Grocery Outlet, Supermarket Chain Where Oddball Products End Up

While working on the recent Laughing Squid post featuring Alex and Liam, the two adorable Brits pointing out product absurdities in a Los Angeles Walmart, it got me thinking about the U.S. discount supermarket chain, Grocery Outlet. While we jokingly call it The Food Museum amongst friends, I want to go on record as saying I am a huge fan of this chain and I actually shop here.

Grocery Outlet operates by turning manufacturer’s “excess inventory into cost recovery opportunities” and then passes the big savings on to their customers. Because they buy overstocks, seasonal and soon-to-be-expired items, the store itself is a mish-mash of oddball products and each visit is a relatively new experience. So, if there is something you really like, buy a ton of it as it will probably be gone in the future (sorry to see you go tiny box of Japanese Cap’n Crunch). Another thing to note, inventory in each store varies, so what you might find in one may not be in another. Over the years I have documented the products in their stores that sang out to me knowing it might be the last time I’ll ever see it.

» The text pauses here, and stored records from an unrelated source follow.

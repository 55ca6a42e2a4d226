//! Error handling module.
//!
//! Provides the typed error taxonomy (`GeminiError`, `ErrorKind`) and the
//! heuristic classifier that turns raw transport/provider failures into it.
//!
//! # Example
//!
//! ```rust
//! use wonton::error::{classify, ErrorKind};
//!
//! let e = classify("429 Too Many Requests, retry in 3s");
//! assert_eq!(e.kind(), ErrorKind::RateLimit);
//! assert!(e.is_retryable());
//! ```

pub mod classify;
mod types;

pub use classify::{classify, from_status, is_retryable_message};
pub use types::{ErrorKind, GeminiError};

impl GeminiError {
    /// Re-run classification on an error that may still be untyped.
    ///
    /// Identity for every typed kind; only `Generic` messages get another
    /// pass through the substring chain, so the operation is idempotent.
    pub fn into_classified(self) -> Self {
        match self {
            Self::Generic(msg) => classify::classify(&msg),
            other => other,
        }
    }
}
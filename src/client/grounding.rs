//! Parsing and deduplication of provider grounding metadata.
//!
//! The raw response nests citations under `groundingMetadata` as chunk and
//! support arrays joined by index. This module flattens that into the
//! normalized [`GroundingMetadata`] shape and deduplicates sources.

use serde::Deserialize;

use crate::types::{GroundingMetadata, GroundingSource};

/// How two sources are considered the same.
#[derive(Debug, Clone, Copy, PartialEq, Eq, Default)]
pub enum DedupPolicy {
    /// Collapse all sources from the same normalized domain.
    #[default]
    ByDomain,
    /// Keep distinct paths; collapse only exact normalized URLs.
    ByUrl,
}

#[derive(Debug, Deserialize)]
#[serde(rename_all = "camelCase")]
struct RawGroundingMetadata {
    #[serde(default)]
    grounding_chunks: Vec<RawChunk>,
    #[serde(default)]
    grounding_supports: Vec<RawSupport>,
}

#[derive(Debug, Deserialize)]
struct RawChunk {
    web: Option<RawWeb>,
}

#[derive(Debug, Deserialize)]
struct RawWeb {
    uri: Option<String>,
    title: Option<String>,
}

#[derive(Debug, Deserialize)]
#[serde(rename_all = "camelCase")]
struct RawSupport {
    segment: Option<RawSegment>,
    #[serde(default)]
    grounding_chunk_indices: Vec<usize>,
}

#[derive(Debug, Deserialize)]
struct RawSegment {
    text: Option<String>,
}

/// Parse raw `groundingMetadata` JSON into the normalized shape.
///
/// Tolerant of missing fields: chunks without a web URI are skipped, empty
/// metadata parses to an empty source list.
pub fn parse_grounding(raw: &serde_json::Value, policy: DedupPolicy) -> GroundingMetadata {
    let Ok(metadata) = serde_json::from_value::<RawGroundingMetadata>(raw.clone()) else {
        tracing::debug!("unrecognized grounding metadata shape, ignoring");
        return GroundingMetadata::default();
    };

    // Collect per-chunk supported segments first, then flatten.
    let mut sources: Vec<GroundingSource> = Vec::new();
    for (index, chunk) in metadata.grounding_chunks.iter().enumerate() {
        let Some(web) = &chunk.web else { continue };
        let Some(uri) = web.uri.as_deref().filter(|u| !u.is_empty()) else {
            continue;
        };
        let segments = metadata
            .grounding_supports
            .iter()
            .filter(|s| s.grounding_chunk_indices.contains(&index))
            .filter_map(|s| s.segment.as_ref().and_then(|seg| seg.text.clone()))
            .collect();
        sources.push(GroundingSource {
            source_url: uri.to_string(),
            title: web.title.clone().unwrap_or_default(),
            segments,
        });
    }

    GroundingMetadata {
        sources: dedup_sources(sources, policy),
    }
}

/// Deduplicate sources under the given policy, merging support segments of
/// collapsed duplicates into the first occurrence.
pub fn dedup_sources(sources: Vec<GroundingSource>, policy: DedupPolicy) -> Vec<GroundingSource> {
    let mut kept: Vec<(String, GroundingSource)> = Vec::new();
    for source in sources {
        let key = match policy {
            DedupPolicy::ByDomain => normalized_domain(&source.source_url),
            DedupPolicy::ByUrl => normalize_url(&source.source_url),
        };
        if let Some((_, existing)) = kept.iter_mut().find(|(k, _)| *k == key) {
            for segment in source.segments {
                if !existing.segments.contains(&segment) {
                    existing.segments.push(segment);
                }
            }
        } else {
            kept.push((key, source));
        }
    }
    kept.into_iter().map(|(_, s)| s).collect()
}

/// Lowercased host with any `www.` prefix stripped.
pub fn normalized_domain(url: &str) -> String {
    let rest = url
        .split_once("://")
        .map(|(_, rest)| rest)
        .unwrap_or(url);
    let host = rest.split(['/', '?', '#']).next().unwrap_or(rest);
    host.to_lowercase()
        .trim_start_matches("www.")
        .to_string()
}

/// Normalized full URL: lowercased scheme+host, fragment stripped, trailing
/// slash removed.
pub fn normalize_url(url: &str) -> String {
    let without_fragment = url.split('#').next().unwrap_or(url);
    match without_fragment.split_once("://") {
        Some((scheme, rest)) => {
            let (host, path) = rest.split_once('/').unwrap_or((rest, ""));
            let path = path.trim_end_matches('/');
            if path.is_empty() {
                format!("{}://{}", scheme.to_lowercase(), host.to_lowercase())
            } else {
                format!("{}://{}/{}", scheme.to_lowercase(), host.to_lowercase(), path)
            }
        }
        None => without_fragment.trim_end_matches('/').to_string(),
    }
}
//! Retry wrapper for idempotent, not-yet-streaming operations.
//!
//! Two entry points:
//! - [`with_retry`] for plain async operations (provider calls, poll ticks),
//! - [`with_retry_stream`] for streaming connections, where only the initial
//!   handshake is retried. Once bytes have reached the caller a retry would
//!   duplicate output, which is forbidden, so mid-stream failures propagate.

mod policy;

pub use policy::RetryPolicy;

use std::future::Future;

use futures::Stream;
use tokio::time::sleep;

use crate::error::GeminiError;

/// Execute `operation` with retry-with-backoff.
///
/// Total attempts = `policy.max_retries + 1`. Retries only when the policy's
/// condition holds; otherwise (or when attempts run out) the most recent
/// error is returned.
pub async fn with_retry<F, Fut, T>(policy: &RetryPolicy, mut operation: F) -> Result<T, GeminiError>
where
    F: FnMut() -> Fut,
    Fut: Future<Output = Result<T, GeminiError>>,
{
    let mut last_error: Option<GeminiError> = None;

    for attempt in 0..=policy.max_retries {
        match operation().await {
            Ok(value) => return Ok(value),
            Err(error) => {
                if !policy.should_retry(&error) {
                    return Err(error);
                }
                if attempt == policy.max_retries {
                    last_error = Some(error);
                    break;
                }
                let delay = policy.delay_for_attempt(attempt);
                tracing::debug!(
                    attempt = attempt + 1,
                    delay_ms = delay.as_millis() as u64,
                    error = %error,
                    "retrying after retryable failure"
                );
                last_error = Some(error);
                sleep(delay).await;
            }
        }
    }

    Err(last_error
        .unwrap_or_else(|| GeminiError::Generic("retry loop exited without an error".into())))
}

/// Retry only the connection attempt of a streaming operation.
///
/// `connect` must produce the stream without delivering any payload as a
/// side effect; once it returns `Ok`, the stream is handed to the caller
/// as-is and is never re-established by this layer.
pub async fn with_retry_stream<F, Fut, S>(
    policy: &RetryPolicy,
    mut connect: F,
) -> Result<S, GeminiError>
where
    F: FnMut() -> Fut,
    Fut: Future<Output = Result<S, GeminiError>>,
    S: Stream,
{
    with_retry(policy, || connect()).await
}

#[cfg(test)]
mod tests {
    use super::*;
    use futures::stream;
    use futures_util::StreamExt;
    use std::sync::Arc;
    use std::sync::atomic::{AtomicU32, Ordering};
    use std::time::Duration;

    fn retryable() -> GeminiError {
        GeminiError::Network("connection reset".into())
    }

    fn fast_policy() -> RetryPolicy {
        RetryPolicy::new()
            .with_base_delay(Duration::from_millis(1))
            .with_max_delay(Duration::from_millis(4))
    }

    #[tokio::test]
    async fn succeeds_after_k_failures_with_k_plus_one_attempts() {
        for k in 0..=2u32 {
            let attempts = Arc::new(AtomicU32::new(0));
            let attempts_clone = attempts.clone();
            let result = with_retry(&fast_policy(), || {
                let attempts = attempts_clone.clone();
                async move {
                    let n = attempts.fetch_add(1, Ordering::SeqCst);
                    if n < k { Err(retryable()) } else { Ok(n) }
                }
            })
            .await;
            assert_eq!(result.unwrap(), k);
            assert_eq!(attempts.load(Ordering::SeqCst), k + 1);
        }
    }

    #[tokio::test]
    async fn non_retryable_fails_immediately() {
        let attempts = Arc::new(AtomicU32::new(0));
        let attempts_clone = attempts.clone();
        let result: Result<(), _> = with_retry(&fast_policy(), || {
            let attempts = attempts_clone.clone();
            async move {
                attempts.fetch_add(1, Ordering::SeqCst);
                Err(GeminiError::Validation("bad".into()))
            }
        })
        .await;
        assert!(result.is_err());
        assert_eq!(attempts.load(Ordering::SeqCst), 1);
    }

    #[tokio::test]
    async fn exhaustion_returns_last_error() {
        let attempts = Arc::new(AtomicU32::new(0));
        let attempts_clone = attempts.clone();
        let result: Result<(), _> = with_retry(&fast_policy(), || {
            let attempts = attempts_clone.clone();
            async move {
                let n = attempts.fetch_add(1, Ordering::SeqCst);
                Err(GeminiError::Network(format!("attempt {n}")))
            }
        })
        .await;
        let err = result.unwrap_err();
        assert!(err.to_string().contains("attempt 2"));
        assert_eq!(attempts.load(Ordering::SeqCst), 3);
    }

    #[tokio::test]
    async fn stream_connect_is_retried_but_stream_is_not() {
        let attempts = Arc::new(AtomicU32::new(0));
        let attempts_clone = attempts.clone();
        let s = with_retry_stream(&fast_policy(), || {
            let attempts = attempts_clone.clone();
            async move {
                if attempts.fetch_add(1, Ordering::SeqCst) == 0 {
                    Err(retryable())
                } else {
                    Ok(stream::iter(vec![1u32, 2, 3]))
                }
            }
        })
        .await
        .unwrap();
        assert_eq!(attempts.load(Ordering::SeqCst), 2);
        let items: Vec<_> = s.collect().await;
        assert_eq!(items, vec![1, 2, 3]);
    }
}
//! Core error types for the orchestration layer.

use serde::{Deserialize, Serialize};

/// Coarse error kind, stable across message wording changes.
///
/// The transport layer keys friendly messages off this kind, so every error
/// produced by this crate carries exactly one of these.
#[derive(Debug, Clone, Copy, PartialEq, Eq, Hash, Serialize, Deserialize)]
#[serde(rename_all = "kebab-case")]
pub enum ErrorKind {
    Safety,
    RateLimit,
    Quota,
    Auth,
    ModelUnavailable,
    Validation,
    Network,
    Timeout,
    Recitation,
    TokenLimit,
    Generic,
}

/// Typed error for everything the orchestration core can fail with.
///
/// Retryability is fixed by kind: `RateLimit`, `Network` and `Timeout` are
/// retryable, `ModelUnavailable` is retryable unless the constructor says
/// otherwise, everything else is terminal for the current turn.
#[derive(Debug, Clone, thiserror::Error)]
pub enum GeminiError {
    /// Request or response was blocked by the provider's safety filters.
    #[error("content blocked by safety filters: {0}")]
    Safety(String),

    /// Provider rate limit hit. `retry_after_ms` is populated when the
    /// provider said how long to wait.
    #[error("rate limited: {message}")]
    RateLimit {
        message: String,
        retry_after_ms: Option<u64>,
    },

    /// Billing or daily quota exhausted. Retrying will not help.
    #[error("quota exhausted: {0}")]
    Quota(String),

    /// Missing, expired or invalid credentials.
    #[error("authentication failed: {0}")]
    Auth(String),

    /// The requested model is temporarily unavailable or overloaded.
    #[error("model unavailable: {message}")]
    ModelUnavailable { message: String, retryable: bool },

    /// Malformed inbound request, schema violation, or rejected input.
    #[error("invalid input: {0}")]
    Validation(String),

    /// Connection-level failure (DNS, socket, TLS, reset).
    #[error("network error: {0}")]
    Network(String),

    /// An operation exceeded its deadline.
    #[error("timed out: {0}")]
    Timeout(String),

    /// Response blocked because it reproduced training material.
    #[error("response blocked for recitation: {0}")]
    Recitation(String),

    /// Request exceeds the model's context window.
    #[error("token limit exceeded: {message}")]
    TokenLimit {
        message: String,
        token_count: Option<u64>,
    },

    /// Anything we could not classify more precisely.
    #[error("{0}")]
    Generic(String),
}

impl GeminiError {
    /// The coarse kind of this error.
    pub fn kind(&self) -> ErrorKind {
        match self {
            Self::Safety(_) => ErrorKind::Safety,
            Self::RateLimit { .. } => ErrorKind::RateLimit,
            Self::Quota(_) => ErrorKind::Quota,
            Self::Auth(_) => ErrorKind::Auth,
            Self::ModelUnavailable { .. } => ErrorKind::ModelUnavailable,
            Self::Validation(_) => ErrorKind::Validation,
            Self::Network(_) => ErrorKind::Network,
            Self::Timeout(_) => ErrorKind::Timeout,
            Self::Recitation(_) => ErrorKind::Recitation,
            Self::TokenLimit { .. } => ErrorKind::TokenLimit,
            Self::Generic(_) => ErrorKind::Generic,
        }
    }

    /// Whether a blind re-attempt with backoff has a reasonable chance of
    /// succeeding without caller intervention.
    pub fn is_retryable(&self) -> bool {
        match self {
            Self::RateLimit { .. } | Self::Network(_) | Self::Timeout(_) => true,
            Self::ModelUnavailable { retryable, .. } => *retryable,
            _ => false,
        }
    }

    /// User-safe message for the transport layer. Never exposes raw provider
    /// internals; the full detail stays on `Display` for logs.
    pub fn user_message(&self) -> &'static str {
        match self.kind() {
            ErrorKind::Safety => "The request was blocked by safety filters. Please rephrase and try again.",
            ErrorKind::RateLimit => "The service is experiencing high demand. Please retry shortly.",
            ErrorKind::Quota => "The usage quota for this service has been reached.",
            ErrorKind::Auth => "Authentication with the model service failed.",
            ErrorKind::ModelUnavailable => "The selected model is temporarily unavailable.",
            ErrorKind::Validation => "The request was invalid and could not be processed.",
            ErrorKind::Network => "A network problem interrupted the request. Please retry.",
            ErrorKind::Timeout => "The request took too long and was stopped.",
            ErrorKind::Recitation => "The response was blocked for quoting protected material.",
            ErrorKind::TokenLimit => "The conversation is too long for this model.",
            ErrorKind::Generic => "Something went wrong while generating a response.",
        }
    }

    /// Convenience constructor for model-unavailable with the default
    /// (retryable) disposition.
    pub fn model_unavailable(message: impl Into<String>) -> Self {
        Self::ModelUnavailable {
            message: message.into(),
            retryable: true,
        }
    }
}

impl From<reqwest::Error> for GeminiError {
    fn from(err: reqwest::Error) -> Self {
        if err.is_timeout() {
            Self::Timeout(err.to_string())
        } else if err.is_connect() || err.is_request() {
            Self::Network(err.to_string())
        } else {
            super::classify::classify(&err.to_string())
        }
    }
}

impl From<serde_json::Error> for GeminiError {
    fn from(err: serde_json::Error) -> Self {
        Self::Generic(format!("JSON error: {err}"))
    }
}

Often times the products found here were ill-conceived ideas to begin with, had a packaging typo, are using an expired movie promotion or some such. For explanation purposes, I will use the frozen 7-eleven convenience store brand Panko Breaded Onion Petals as an example of ill-conception. First, they are 7-eleven brand which probably means stoner food (speaking of which check out the ‘baked’ Scooby snax, sorry Scooby-Doo cinnamon-flavored graham cracker sticks). Second, they advertise ‘sweet Spanish onions’ with an “Aussie dipping sauce” and if I’m not mistaken, panko bread crumbs are Japanese. A lot of international love is spread a little too thin for one product.

If Alex and Liam had a good time filming at Walmart, imagine what they would come up with strolling around Grocery Outlet.